Dr. Andrea Moser, a family physician at Baycrest Geriatric Health Sciences, agreed with CEP’s emphasis for a team-approach to resident care. Regular consultation with long-term care home staff, including nurses and personal support workers, is critical given their daily interactions with residents, she said.
Front-line staff members, said Dr. Moser, are often in a better position to assess the behaviour’s underlying need. Is the patient scared? Bored? Recoiling from a food they don’t like on their lunch plate?
Their familiarity with the patient, she said, allows staff to deduce “what makes that person tick while they navigate what they often see as a frightening experience.”
Dr. Moser said staff members at Baycrest were able to calm one aggressive resident after identifying a love of country music and playing it in their room. Another resident was soothed by holding a doll during periods of agitation.
She related the story of one resident who often acted aggressively. At the end of one particular shift, staff members remarked that the patient was uncharacteristically content throughout and had not exhibited a single responsive behaviour. They were puzzled; they hadn’t done anything differently that day than any other day. Then someone remembered it was his birthday and, in the morning, staff had sung “Happy Birthday” to him.
“And so, staff really ran with it — every time he became aggressive, they sang ‘Happy Birthday’ to him,” said Dr. Moser. More often than not, she said, it worked.
The hardships imposed by the pandemic — the unprecedented turnover of staff and the isolation of residents in their rooms — took away the bonding opportunities for those kinds of fortunate discoveries.

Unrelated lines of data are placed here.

use crate::error::LayoutError;
use crate::types::{ProbeLabel, Session};
use std::fs;
use std::path::{Path, PathBuf};

/// What normalization did to a session's raw-data directory.
#[derive(Debug, Clone, PartialEq, Eq)]
pub enum LayoutOutcome {
    /// At least one `probeNN` folder was already present; nothing was touched.
    AlreadyCanonical,
    /// A single run folder was flattened and its probe folders renamed.
    Flattened {
        run_folder: String,
        probes: Vec<ProbeLabel>,
    },
}

/// Canonicalize `raw_ephys_data` into the `probeNN` layout.
///
/// A SpikeGLX run folder (`run_g0/run_g0_imec0`, `run_g0/run_g0_t0.nidq.bin`, ...)
/// is flattened one level and every `*imec<N>` folder becomes `probe0<N>`.
/// Running this on an already canonical session is a no-op.
pub fn normalize(session: &Session) -> Result<LayoutOutcome, LayoutError> {
    let raw_dir = session.raw_dir();
    if !raw_dir.is_dir() {
        return Err(LayoutError::NoData(raw_dir));
    }

    let entries = list_entries(&raw_dir)?;
    if entries
        .iter()
        .any(|p| p.is_dir() && ProbeLabel::from_dir_name(&file_name(p)).is_some())
    {
        log::debug!("{} is already canonical", raw_dir.display());
        return Ok(LayoutOutcome::AlreadyCanonical);
    }

    match entries.len() {
        0 => return Err(LayoutError::NoData(raw_dir)),
        1 => {}
        count => {
            return Err(LayoutError::MultipleRuns {
                path: raw_dir,
                count,
            })
        }
    }

    let run_dir = entries[0].clone();
    if !run_dir.is_dir() {
        return Err(LayoutError::NotADirectory(run_dir));
    }
    let run_folder = file_name(&run_dir);

    // Check every destination before moving anything so a conflict leaves the tree intact.
    let children = list_entries(&run_dir)?;
    for child in &children {
        let target = raw_dir.join(file_name(child));
        if target.exists() {
            return Err(LayoutError::Conflict {
                from: child.clone(),
                to: target,
            });
        }
    }

    for child in &children {
        fs::rename(child, raw_dir.join(file_name(child)))?;
    }
    fs::remove_dir(&run_dir)?;
    log::info!(
        "Flattened run folder {} into {}",
        run_folder,
        raw_dir.display()
    );

    let mut probes = Vec::new();
    for entry in list_entries(&raw_dir)? {
        if !entry.is_dir() {
            continue;
        }
        let name = file_name(&entry);
        let Some(label) = probe_label_for(&name) else {
            continue;
        };
        let target = raw_dir.join(label.as_str());
        if target.exists() {
            return Err(LayoutError::Conflict {
                from: entry,
                to: target,
            });
        }
        fs::rename(&entry, &target)?;
        log::info!("Renamed {} to {}", name, label);
        probes.push(label);
    }
    probes.sort();

    Ok(LayoutOutcome::Flattened { run_folder, probes })
}

/// `run_g0_imec1` -> `probe01`. Only names containing `imec` and ending in a digit qualify.
fn probe_label_for(name: &str) -> Option<ProbeLabel> {
    if !name.contains("imec") {
        return None;
    }
    let index = name.chars().last()?.to_digit(10)?;
    Some(ProbeLabel::from_index(index))
}

fn list_entries(dir: &Path) -> Result<Vec<PathBuf>, LayoutError> {
    let mut entries = Vec::new();
    for entry in fs::read_dir(dir)? {
        entries.push(entry?.path());
    }
    entries.sort();
    Ok(entries)
}

fn file_name(path: &Path) -> String {
    path.file_name()
        .map(|n| n.to_string_lossy().into_owned())
        .unwrap_or_default()
}
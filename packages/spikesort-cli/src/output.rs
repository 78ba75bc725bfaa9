use spikesort_rs::{ProbeOutcome, RunSummary, SessionOutcome};
use std::io::Write;
use std::path::Path;

/// Serialize `value` and write it to `output_path`, or stdout when `None`.
pub fn emit_json<T: serde::Serialize>(
    value: &T,
    compact: bool,
    output_path: Option<&str>,
) -> Result<(), String> {
    let json = if compact {
        serde_json::to_string(value)
    } else {
        serde_json::to_string_pretty(value)
    }
    .map_err(|e| format!("JSON serialization failed: {}", e))?;

    match output_path {
        Some(path) => std::fs::write(Path::new(path), json)
            .map_err(|e| format!("Failed to write output file '{}': {}", path, e)),
        None => {
            let stdout = std::io::stdout();
            let mut handle = stdout.lock();
            writeln!(handle, "{}", json).map_err(|e| format!("Failed to write to stdout: {}", e))
        }
    }
}

/// Human-readable run summary: one block per session, one line per probe.
pub fn print_run_summary(summary: &RunSummary) {
    if summary.sessions.is_empty() {
        println!("No triggered sessions found");
        return;
    }

    for session in &summary.sessions {
        println!("{}", session.path.display());
        match &session.outcome {
            SessionOutcome::Processed { probes } => {
                for probe in probes {
                    let status = match &probe.outcome {
                        ProbeOutcome::AlreadyProcessed => "already processed".to_string(),
                        ProbeOutcome::Completed { warnings } if warnings.is_empty() => {
                            "completed".to_string()
                        }
                        ProbeOutcome::Completed { warnings } => {
                            format!("completed with warnings: {}", warnings.join("; "))
                        }
                        ProbeOutcome::SortFailed { reason } => format!("sorting failed: {}", reason),
                        ProbeOutcome::Failed { stage, reason } => {
                            format!("{} failed: {}", stage, reason)
                        }
                    };
                    println!("  {:<8} {}", probe.label.as_str(), status);
                }
            }
            SessionOutcome::Deferred { reason } => println!("  deferred: {}", reason),
            SessionOutcome::Refused { reason } => println!("  refused: {}", reason),
            SessionOutcome::Failed { reason } => println!("  failed: {}", reason),
        }
        if session.marker_removed {
            println!("  trigger marker removed");
        }
    }

    let failed: usize = summary.sessions.iter().map(|s| s.failed_probes()).sum();
    let succeeded: usize = summary.sessions.iter().map(|s| s.succeeded_probes()).sum();
    println!(
        "{} session(s), {} probe(s) succeeded, {} failed",
        summary.sessions.len(),
        succeeded,
        failed
    );
}
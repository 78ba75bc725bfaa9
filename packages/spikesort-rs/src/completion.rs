use crate::types::Session;
use std::io;

/// Remove the trigger marker, closing the session for external tooling.
///
/// Returns `false` when the marker was already gone. There is no rollback.
pub fn remove_marker(session: &Session) -> io::Result<bool> {
    match std::fs::remove_file(session.marker()) {
        Ok(()) => {
            log::info!("Removed trigger marker from {}", session.path().display());
            Ok(true)
        }
        Err(e) if e.kind() == io::ErrorKind::NotFound => Ok(false),
        Err(e) => Err(e),
    }
}
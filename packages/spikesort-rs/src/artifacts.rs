//! Stable artifact names shared with every delegate.
//!
//! Resumption relies on these names: a stage is skipped when its artifact is
//! already on disk, so renaming any of them forces work to be redone.

use glob::Pattern;
use std::io;
use std::path::{Path, PathBuf};

pub const ERROR_LOG: &str = "error_log.txt";
pub const STAGE_ERROR_LOG: &str = "stage_error_log.txt";

pub const SYNC_PULSES: &str = "_spikeglx_sync.times.npy";
pub const PULSE_EVENTS: &str = "_spikeglx_sync.events.npy";
pub const QC_POWER_SPECTRUM: &str = "_iblqc_ephysSpectralDensityAP.power.npy";

pub const SORTER_OUTPUT_DIR: &str = "sorter_output";
pub const SORTER_PARAMS_FILE: &str = "sorter_params.json";
pub const SORTER_SCRATCH: &str = "recording.dat";

pub const CLASSIFICATION_DIR: &str = "bombcell_qc";
pub const UNIT_TYPE_TABLE: &str = "cluster_bc_unitType.tsv";
pub const UNIT_TYPE_COLUMN: &str = "bc_unitType";
pub const UNIT_TYPE_SUMMARY: &str = "clusters.bcUnitType.json";

pub const EXPORTED_SPIKES: &str = "spikes.samples.npy";
pub const SYNCED_SPIKES: &str = "spikes.times.npy";

pub const AUX_STREAM_PATTERN: &str = "*.nidq.*bin";
pub const AP_UNCOMPRESSED_PATTERN: &str = "*.ap.bin";
pub const AP_COMPRESSED_PATTERN: &str = "*.ap.cbin";
pub const AP_META_PATTERN: &str = "*.ap.meta";

/// Sidecar descriptor next to a raw stream: `x.nidq.bin` -> `x.nidq.wiring.json`.
pub fn sidecar_path(stream: &Path) -> PathBuf {
    stream.with_extension("wiring.json")
}

/// Files directly inside `dir` whose name matches `pattern`, sorted.
///
/// A missing directory yields an empty list.
pub fn matching_files(dir: &Path, pattern: &str) -> io::Result<Vec<PathBuf>> {
    let pattern = Pattern::new(pattern)
        .map_err(|e| io::Error::new(io::ErrorKind::InvalidInput, e.to_string()))?;

    let entries = match std::fs::read_dir(dir) {
        Ok(entries) => entries,
        Err(e) if e.kind() == io::ErrorKind::NotFound => return Ok(Vec::new()),
        Err(e) => return Err(e),
    };

    let mut files = Vec::new();
    for entry in entries {
        let entry = entry?;
        if !entry.file_type()?.is_file() {
            continue;
        }
        if pattern.matches(&entry.file_name().to_string_lossy()) {
            files.push(entry.path());
        }
    }
    files.sort();
    Ok(files)
}

pub fn uncompressed_ap_files(probe_dir: &Path) -> io::Result<Vec<PathBuf>> {
    matching_files(probe_dir, AP_UNCOMPRESSED_PATTERN)
}

pub fn compressed_ap_files(probe_dir: &Path) -> io::Result<Vec<PathBuf>> {
    matching_files(probe_dir, AP_COMPRESSED_PATTERN)
}

pub fn ap_meta_files(probe_dir: &Path) -> io::Result<Vec<PathBuf>> {
    matching_files(probe_dir, AP_META_PATTERN)
}

/// The probe's action-potential stream, preferring the compressed container.
pub fn ap_stream(probe_dir: &Path) -> io::Result<Option<PathBuf>> {
    if let Some(cbin) = compressed_ap_files(probe_dir)?.into_iter().next() {
        return Ok(Some(cbin));
    }
    Ok(uncompressed_ap_files(probe_dir)?.into_iter().next())
}
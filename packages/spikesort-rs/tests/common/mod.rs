#![allow(dead_code)]

use async_trait::async_trait;
use spikesort_rs::artifacts;
use spikesort_rs::config::ClassifierPaths;
use spikesort_rs::{
    Artifacts, Delegates, FailureKind, ProbeLabel, Settings, SignalConditioner, SorterParams,
    Stage, StageAdapter, StageContext, StageFailure, SyncDescriptor, RAW_DATA_DIR,
    TRIGGER_MARKER,
};
use std::collections::{HashMap, HashSet};
use std::fs;
use std::path::{Path, PathBuf};
use std::sync::{Arc, Mutex};

/// One delegate invocation seen by the fake lab.
#[derive(Debug, Clone, PartialEq, Eq)]
pub struct Call {
    pub stage: Stage,
    pub session: PathBuf,
    pub probe: Option<ProbeLabel>,
}

/// Stand-in for every external delegate.
///
/// Records each call and writes the artifacts the real tool would leave
/// behind, unless the (stage, probe) pair was told to fail.
#[derive(Debug, Clone, PartialEq, Eq, Hash)]
struct FailureRule {
    stage: Stage,
    probe: Option<String>,
    session: Option<String>,
}

impl FailureRule {
    fn matches(&self, ctx: &StageContext) -> bool {
        let probe_ok = match &self.probe {
            Some(p) => ctx.probe.as_ref().map(|l| l.as_str()) == Some(p.as_str()),
            None => true,
        };
        let session_ok = match &self.session {
            Some(name) => ctx.session.file_name().map(|n| n.to_string_lossy() == name.as_str()) == Some(true),
            None => true,
        };
        self.stage == ctx.stage && probe_ok && session_ok
    }
}

#[derive(Clone, Default)]
pub struct FakeLab {
    calls: Arc<Mutex<Vec<Call>>>,
    failures: Arc<Mutex<HashSet<FailureRule>>>,
}

impl FakeLab {
    pub fn new() -> Self {
        Self::default()
    }

    /// Make `stage` fail for `probe` in every session.
    pub fn fail(self, stage: Stage, probe: &str) -> Self {
        self.add_rule(stage, Some(probe), None)
    }

    /// Make `stage` fail for every probe of the session directory named `session`.
    pub fn fail_in(self, stage: Stage, session: &str) -> Self {
        self.add_rule(stage, None, Some(session))
    }

    /// Make `stage` fail only for `probe` of `session`.
    pub fn fail_probe_in(self, stage: Stage, session: &str, probe: &str) -> Self {
        self.add_rule(stage, Some(probe), Some(session))
    }

    fn add_rule(self, stage: Stage, probe: Option<&str>, session: Option<&str>) -> Self {
        self.failures.lock().unwrap().insert(FailureRule {
            stage,
            probe: probe.map(str::to_string),
            session: session.map(str::to_string),
        });
        self
    }

    pub fn delegates(&self) -> Delegates {
        let mut delegates = Delegates::empty().with(Stage::Conditioning, SignalConditioner);
        for stage in [
            Stage::RegisterRawSync,
            Stage::SyncPulses,
            Stage::PulseEvents,
            Stage::RawQc,
            Stage::Sorting,
            Stage::Classification,
            Stage::Export,
            Stage::ClockSync,
            Stage::Compression,
        ] {
            delegates = delegates.with(stage, self.clone());
        }
        delegates
    }

    pub fn calls(&self) -> Vec<Call> {
        self.calls.lock().unwrap().clone()
    }

    pub fn count(&self, stage: Stage) -> usize {
        self.calls().iter().filter(|c| c.stage == stage).count()
    }

    pub fn count_for(&self, stage: Stage, probe: &str) -> usize {
        self.calls()
            .iter()
            .filter(|c| c.stage == stage && c.probe.as_ref().map(|p| p.as_str()) == Some(probe))
            .count()
    }

    /// Calls made on behalf of the session directory named `session`.
    pub fn calls_in(&self, session: &str) -> Vec<Call> {
        self.calls()
            .into_iter()
            .filter(|c| c.session.file_name().map(|n| n.to_string_lossy() == session) == Some(true))
            .collect()
    }

    fn should_fail(&self, ctx: &StageContext) -> bool {
        self.failures.lock().unwrap().iter().any(|rule| rule.matches(ctx))
    }
}

fn touch(path: &Path) -> std::io::Result<()> {
    if let Some(parent) = path.parent() {
        fs::create_dir_all(parent)?;
    }
    fs::write(path, b"")
}

fn need<'a>(
    stage: Stage,
    value: &'a Option<PathBuf>,
    what: &str,
) -> Result<&'a PathBuf, StageFailure> {
    value
        .as_ref()
        .ok_or_else(|| StageFailure::missing_input(stage, format!("no {}", what)))
}

fn probe_dir(ctx: &StageContext) -> Result<&PathBuf, StageFailure> {
    need(ctx.stage, &ctx.probe_dir, "probe dir")
}

#[async_trait]
impl StageAdapter for FakeLab {
    async fn run(&self, ctx: &StageContext) -> Result<Artifacts, StageFailure> {
        self.calls.lock().unwrap().push(Call {
            stage: ctx.stage,
            session: ctx.session.clone(),
            probe: ctx.probe.clone(),
        });

        if self.should_fail(ctx) {
            return Err(StageFailure::new(
                ctx.stage,
                FailureKind::ExitStatus,
                format!("simulated {} failure", ctx.stage),
            ));
        }

        let io = |e: std::io::Error| StageFailure::io(ctx.stage, e);
        let produced = match ctx.stage {
            Stage::SyncPulses => vec![probe_dir(ctx)?.join(artifacts::SYNC_PULSES)],
            Stage::PulseEvents => vec![probe_dir(ctx)?.join(artifacts::PULSE_EVENTS)],
            Stage::RawQc => vec![probe_dir(ctx)?.join(artifacts::QC_POWER_SPECTRUM)],
            Stage::Sorting => {
                if ctx.conditioned.is_none() {
                    return Err(StageFailure::missing_input(ctx.stage, "no conditioned signal"));
                }
                let out = need(ctx.stage, &ctx.sorter_output, "sorter output")?;
                vec![out.join("spike_times.npy"), out.join(artifacts::SORTER_SCRATCH)]
            }
            Stage::Classification => {
                let out = need(ctx.stage, &ctx.sorter_output, "sorter output")?;
                need(ctx.stage, &ctx.ap_file, "uncompressed ap file")?;
                need(ctx.stage, &ctx.meta_file, "meta file")?;
                fs::write(
                    out.join(artifacts::UNIT_TYPE_TABLE),
                    "cluster_id\tbc_unitType\n0\tGOOD\n1\tMUA\n",
                )
                .map_err(io)?;
                vec![]
            }
            Stage::Export => vec![need(ctx.stage, &ctx.output_dir, "output dir")?.join(artifacts::EXPORTED_SPIKES)],
            Stage::ClockSync => {
                need(ctx.stage, &ctx.ap_stream, "ap stream")?;
                vec![need(ctx.stage, &ctx.output_dir, "output dir")?.join(artifacts::SYNCED_SPIKES)]
            }
            Stage::Compression => {
                let ap = need(ctx.stage, &ctx.ap_file, "uncompressed ap file")?;
                vec![ap.with_extension("cbin")]
            }
            _ => vec![],
        };

        for path in &produced {
            touch(path).map_err(io)?;
        }
        Ok(Artifacts::with_files(produced))
    }
}

pub fn settings(data_folder: &Path, run_bombcell: bool) -> Settings {
    let mut aux_wiring = SyncDescriptor {
        system: "3B".to_string(),
        ..Default::default()
    };
    aux_wiring
        .digital
        .insert("P0.0".to_string(), "imec_sync".to_string());
    let mut probe_wiring = SyncDescriptor {
        system: "3B".to_string(),
        ..Default::default()
    };
    probe_wiring
        .digital
        .insert("P0.6".to_string(), "imec_sync".to_string());

    Settings {
        data_folder: data_folder.to_path_buf(),
        spike_sorter: "kilosort4".to_string(),
        identifier: "_test".to_string(),
        classifier: run_bombcell.then(|| ClassifierPaths {
            bombcell_path: PathBuf::from("/opt/bombcell"),
            matlab_npy_path: PathBuf::from("/opt/npy-matlab"),
        }),
        sorter_params: SorterParams::DelegateDefaults,
        aux_wiring,
        probe_wiring,
        stage_commands: HashMap::new(),
        run_log: None,
    }
}

/// Canonical session with `n_probes` uncompressed probes and a trigger marker.
pub fn canonical_session(root: &Path, name: &str, n_probes: u32) -> PathBuf {
    let session = root.join(name);
    let raw = session.join(RAW_DATA_DIR);
    fs::create_dir_all(&raw).unwrap();
    fs::write(raw.join("run_g0_t0.nidq.bin"), "nidq").unwrap();
    fs::write(raw.join("run_g0_t0.nidq.meta"), "meta").unwrap();
    for i in 0..n_probes {
        let probe = raw.join(format!("probe0{}", i));
        fs::create_dir_all(&probe).unwrap();
        fs::write(probe.join(format!("run_g0_t0.imec{}.ap.bin", i)), "samples").unwrap();
        fs::write(probe.join(format!("run_g0_t0.imec{}.ap.meta", i)), "meta").unwrap();
    }
    fs::write(session.join(TRIGGER_MARKER), "").unwrap();
    session
}

/// Session as written by the acquisition software: one run folder with `imecN` subfolders.
pub fn legacy_session(root: &Path, name: &str, n_probes: u32) -> PathBuf {
    let session = root.join(name);
    let run = session.join(RAW_DATA_DIR).join("run_g0");
    fs::create_dir_all(&run).unwrap();
    fs::write(run.join("run_g0_t0.nidq.bin"), "nidq").unwrap();
    for i in 0..n_probes {
        let probe = run.join(format!("run_g0_imec{}", i));
        fs::create_dir_all(&probe).unwrap();
        fs::write(probe.join(format!("run_g0_t0.imec{}.ap.bin", i)), "samples").unwrap();
        fs::write(probe.join(format!("run_g0_t0.imec{}.ap.meta", i)), "meta").unwrap();
    }
    fs::write(session.join(TRIGGER_MARKER), "").unwrap();
    session
}

/// Relative path and contents of every entry under `dir`.
pub fn snapshot(dir: &Path) -> Vec<(PathBuf, Vec<u8>)> {
    let mut out = Vec::new();
    let mut stack = vec![dir.to_path_buf()];
    while let Some(current) = stack.pop() {
        for entry in fs::read_dir(&current).unwrap() {
            let path = entry.unwrap().path();
            let rel = path.strip_prefix(dir).unwrap().to_path_buf();
            if path.is_dir() {
                out.push((rel, Vec::new()));
                stack.push(path);
            } else {
                out.push((rel, fs::read(&path).unwrap()));
            }
        }
    }
    out.sort();
    out
}
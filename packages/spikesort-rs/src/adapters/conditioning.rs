use super::{StageAdapter, StageContext};
use crate::error::StageFailure;
use crate::types::{Artifacts, ConditionedSignal, ConditioningStep};
use async_trait::async_trait;

/// Builds the conditioned-signal handle for a probe.
///
/// High-pass filter, phase correction, bad-channel interpolation and spatial
/// high-pass are evaluated lazily by the sorting delegate while it streams
/// the recording, so this stage only resolves the input stream and the chain.
pub struct SignalConditioner;

#[async_trait]
impl StageAdapter for SignalConditioner {
    async fn run(&self, ctx: &StageContext) -> Result<Artifacts, StageFailure> {
        let probe = ctx.probe.as_ref().ok_or_else(|| {
            StageFailure::missing_input(ctx.stage, "signal conditioning needs a probe")
        })?;
        let recording = ctx.ap_stream.clone().ok_or_else(|| {
            StageFailure::missing_input(
                ctx.stage,
                format!("no action-potential stream found for {}", probe),
            )
        })?;

        Ok(Artifacts::conditioned(ConditionedSignal {
            recording,
            stream_id: probe.stream_id(),
            steps: ConditioningStep::STANDARD.to_vec(),
        }))
    }
}

#[cfg(test)]
mod tests {
    use super::*;
    use crate::test_support::test_settings;
    use crate::types::{Probe, ProbeLabel, Session, Stage};
    use std::fs;

    #[tokio::test]
    async fn test_conditions_existing_stream() {
        let tmp = tempfile::tempdir().unwrap();
        let session = Session::new(tmp.path());
        let probe = Probe::new(&session, ProbeLabel::from_index(1));
        fs::create_dir_all(probe.raw_dir()).unwrap();
        fs::write(probe.raw_dir().join("r_g0_t0.imec1.ap.cbin"), "").unwrap();

        let ctx = StageContext::for_probe(Stage::Conditioning, &probe, &test_settings());
        let artifacts = SignalConditioner.run(&ctx).await.unwrap();
        let signal = artifacts.conditioned.unwrap();
        assert_eq!(signal.stream_id, "imec1.ap");
        assert!(signal.recording.ends_with("r_g0_t0.imec1.ap.cbin"));
        assert_eq!(signal.steps.len(), 4);
        assert!(artifacts.produced.is_empty());
    }

    #[tokio::test]
    async fn test_missing_stream_fails() {
        let tmp = tempfile::tempdir().unwrap();
        let session = Session::new(tmp.path());
        let probe = Probe::new(&session, ProbeLabel::from_index(0));
        fs::create_dir_all(probe.raw_dir()).unwrap();

        let ctx = StageContext::for_probe(Stage::Conditioning, &probe, &test_settings());
        let err = SignalConditioner.run(&ctx).await.unwrap_err();
        assert!(err.message.contains("probe00"));
    }
}
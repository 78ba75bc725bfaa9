use crate::types::{ProbeLabel, Stage, StageResult};
use chrono::{DateTime, Utc};
use serde::Serialize;
use std::fs::{File, OpenOptions};
use std::io::{self, Write};
use std::path::{Path, PathBuf};
use uuid::Uuid;

/// One stage outcome.
#[derive(Debug, Clone, Serialize)]
pub struct StageRecord {
    pub run_id: String,
    pub timestamp: DateTime<Utc>,
    pub session: PathBuf,
    pub probe: Option<ProbeLabel>,
    pub stage: Stage,
    pub result: StageResult,
}

/// Process-wide log of stage outcomes for one invocation.
///
/// Records are kept in memory, mirrored to the `log` facade and, when a file
/// is configured, appended to it as JSON lines.
pub struct RunLog {
    run_id: String,
    records: Vec<StageRecord>,
    sink: Option<File>,
}

impl RunLog {
    pub fn new() -> Self {
        Self {
            run_id: Uuid::new_v4().to_string(),
            records: Vec::new(),
            sink: None,
        }
    }

    pub fn with_file<P: AsRef<Path>>(path: P) -> io::Result<Self> {
        let path = path.as_ref();
        if let Some(parent) = path.parent() {
            if !parent.as_os_str().is_empty() {
                std::fs::create_dir_all(parent)?;
            }
        }
        let file = OpenOptions::new().create(true).append(true).open(path)?;
        Ok(Self {
            sink: Some(file),
            ..Self::new()
        })
    }

    pub fn run_id(&self) -> &str {
        &self.run_id
    }

    pub fn record(
        &mut self,
        session: &Path,
        probe: Option<&ProbeLabel>,
        stage: Stage,
        result: StageResult,
    ) {
        let scope = match probe {
            Some(label) => format!("{} {}", session.display(), label),
            None => session.display().to_string(),
        };
        match &result {
            StageResult::Skipped => log::info!("[{}] {} already done, skipping", scope, stage),
            StageResult::Succeeded => log::info!("[{}] {} done", scope, stage),
            StageResult::Failed(reason) => log::error!("[{}] {} failed: {}", scope, stage, reason),
        }

        let record = StageRecord {
            run_id: self.run_id.clone(),
            timestamp: Utc::now(),
            session: session.to_path_buf(),
            probe: probe.cloned(),
            stage,
            result,
        };

        if let Err(e) = self.append(&record) {
            log::warn!("Failed to write run log: {}", e);
        }
        self.records.push(record);
    }

    fn append(&mut self, record: &StageRecord) -> io::Result<()> {
        let Some(file) = self.sink.as_mut() else {
            return Ok(());
        };
        let line = serde_json::to_string(record)?;
        writeln!(file, "{}", line)
    }

    pub fn records(&self) -> &[StageRecord] {
        &self.records
    }

    /// Stage results for one probe of one session, in execution order.
    pub fn results_for(&self, session: &Path, probe: &ProbeLabel) -> Vec<(Stage, StageResult)> {
        self.records
            .iter()
            .filter(|r| r.session == session && r.probe.as_ref() == Some(probe))
            .map(|r| (r.stage, r.result.clone()))
            .collect()
    }
}

impl Default for RunLog {
    fn default() -> Self {
        Self::new()
    }
}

Dr. Sid Feldman, a family physician with the North York Family Health Team, and Chief of Family and Community Medicine at Baycrest Health Sciences, said moving forward together as a team with the residents’ best interests in clear focus is key to bringing down prescribing rates to pre-pandemic levels.
“This is tough work, but it has a noble goal. It’s one of the mountains worth climbing because people do better off antipsychotics than they do on them,” he said.